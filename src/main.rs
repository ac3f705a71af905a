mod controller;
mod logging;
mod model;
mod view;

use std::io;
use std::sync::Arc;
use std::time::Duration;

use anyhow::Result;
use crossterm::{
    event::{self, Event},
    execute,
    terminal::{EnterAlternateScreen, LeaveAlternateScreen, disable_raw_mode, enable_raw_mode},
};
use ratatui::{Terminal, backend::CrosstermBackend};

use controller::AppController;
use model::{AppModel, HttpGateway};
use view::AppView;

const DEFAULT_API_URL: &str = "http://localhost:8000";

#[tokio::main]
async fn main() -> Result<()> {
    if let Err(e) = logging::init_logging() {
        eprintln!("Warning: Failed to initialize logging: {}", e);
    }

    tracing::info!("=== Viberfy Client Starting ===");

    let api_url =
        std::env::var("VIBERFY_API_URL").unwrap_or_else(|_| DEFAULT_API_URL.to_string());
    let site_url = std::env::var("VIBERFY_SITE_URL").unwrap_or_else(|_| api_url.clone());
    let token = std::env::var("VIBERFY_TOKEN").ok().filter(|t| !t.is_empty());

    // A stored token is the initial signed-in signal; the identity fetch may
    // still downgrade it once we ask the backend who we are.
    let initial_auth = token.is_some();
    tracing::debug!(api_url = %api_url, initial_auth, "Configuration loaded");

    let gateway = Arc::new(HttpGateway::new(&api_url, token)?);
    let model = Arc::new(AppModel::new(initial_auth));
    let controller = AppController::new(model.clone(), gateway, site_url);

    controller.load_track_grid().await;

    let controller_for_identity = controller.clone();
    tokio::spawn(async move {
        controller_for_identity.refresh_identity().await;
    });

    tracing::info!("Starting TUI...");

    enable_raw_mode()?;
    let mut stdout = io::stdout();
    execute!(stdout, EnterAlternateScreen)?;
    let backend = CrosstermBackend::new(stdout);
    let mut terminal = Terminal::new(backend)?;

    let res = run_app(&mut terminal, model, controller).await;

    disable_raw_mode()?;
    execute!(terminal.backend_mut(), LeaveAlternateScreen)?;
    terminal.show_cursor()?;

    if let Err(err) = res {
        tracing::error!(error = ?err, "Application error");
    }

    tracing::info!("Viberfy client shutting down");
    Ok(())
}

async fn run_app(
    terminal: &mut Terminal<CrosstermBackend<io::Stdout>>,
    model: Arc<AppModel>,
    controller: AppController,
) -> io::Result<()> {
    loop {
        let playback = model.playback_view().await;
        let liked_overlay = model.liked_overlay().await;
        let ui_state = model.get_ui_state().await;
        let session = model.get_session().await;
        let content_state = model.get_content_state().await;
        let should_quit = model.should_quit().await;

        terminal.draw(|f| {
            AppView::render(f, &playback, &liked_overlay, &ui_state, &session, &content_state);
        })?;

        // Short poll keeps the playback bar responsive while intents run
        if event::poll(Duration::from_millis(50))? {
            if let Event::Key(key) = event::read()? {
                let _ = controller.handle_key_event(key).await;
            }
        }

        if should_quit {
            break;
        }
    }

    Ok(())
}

--

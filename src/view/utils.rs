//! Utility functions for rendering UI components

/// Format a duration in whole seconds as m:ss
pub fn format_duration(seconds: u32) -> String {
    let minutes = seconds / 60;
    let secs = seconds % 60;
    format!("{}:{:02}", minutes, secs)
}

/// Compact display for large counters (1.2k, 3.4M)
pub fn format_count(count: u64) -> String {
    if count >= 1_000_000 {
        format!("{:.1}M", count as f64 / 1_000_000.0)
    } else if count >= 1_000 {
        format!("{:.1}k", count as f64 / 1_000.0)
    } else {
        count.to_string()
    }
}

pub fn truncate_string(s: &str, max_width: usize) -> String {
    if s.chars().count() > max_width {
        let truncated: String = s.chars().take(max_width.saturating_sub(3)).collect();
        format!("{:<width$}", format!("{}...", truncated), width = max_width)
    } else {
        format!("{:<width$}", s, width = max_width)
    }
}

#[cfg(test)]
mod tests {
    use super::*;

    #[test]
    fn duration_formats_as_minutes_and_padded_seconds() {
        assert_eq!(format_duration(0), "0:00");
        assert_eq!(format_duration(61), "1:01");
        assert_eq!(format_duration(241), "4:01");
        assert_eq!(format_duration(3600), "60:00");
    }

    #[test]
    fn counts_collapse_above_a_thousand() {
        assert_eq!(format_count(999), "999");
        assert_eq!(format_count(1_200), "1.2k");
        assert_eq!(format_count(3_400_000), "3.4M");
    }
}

EXERCISE DESCRIPTION.
Nothing should appear in the answer except the lines above from the line with "filename src/main.rs" through the line with "let backend = CrosstermBackend::new(stdout);", both included, written out exactly.

ANSWER FOR THE TASK.
filename src/main.rs
repository ac3f705a71af905a
mod controller;
mod logging;
mod model;
mod view;

use std::io;
use std::sync::Arc;
use std::time::Duration;

use anyhow::Result;
use crossterm::{
    event::{self, Event},
    execute,
    terminal::{EnterAlternateScreen, LeaveAlternateScreen, disable_raw_mode, enable_raw_mode},
};
use ratatui::{Terminal, backend::CrosstermBackend};

use controller::AppController;
use model::{AppModel, HttpGateway};
use view::AppView;

const DEFAULT_API_URL: &str = "http://localhost:8000";

#[tokio::main]
async fn main() -> Result<()> {
    if let Err(e) = logging::init_logging() {
        eprintln!("Warning: Failed to initialize logging: {}", e);
    }

    tracing::info!("=== Viberfy Client Starting ===");

    let api_url =
        std::env::var("VIBERFY_API_URL").unwrap_or_else(|_| DEFAULT_API_URL.to_string());
    let site_url = std::env::var("VIBERFY_SITE_URL").unwrap_or_else(|_| api_url.clone());
    let token = std::env::var("VIBERFY_TOKEN").ok().filter(|t| !t.is_empty());

    // A stored token is the initial signed-in signal; the identity fetch may
    // still downgrade it once we ask the backend who we are.
    let initial_auth = token.is_some();
    tracing::debug!(api_url = %api_url, initial_auth, "Configuration loaded");

    let gateway = Arc::new(HttpGateway::new(&api_url, token)?);
    let model = Arc::new(AppModel::new(initial_auth));
    let controller = AppController::new(model.clone(), gateway, site_url);

    controller.load_track_grid().await;

    let controller_for_identity = controller.clone();
    tokio::spawn(async move {
        controller_for_identity.refresh_identity().await;
    });

    tracing::info!("Starting TUI...");

    enable_raw_mode()?;
    let mut stdout = io::stdout();
    execute!(stdout, EnterAlternateScreen)?;
    let backend = CrosstermBackend::new(stdout);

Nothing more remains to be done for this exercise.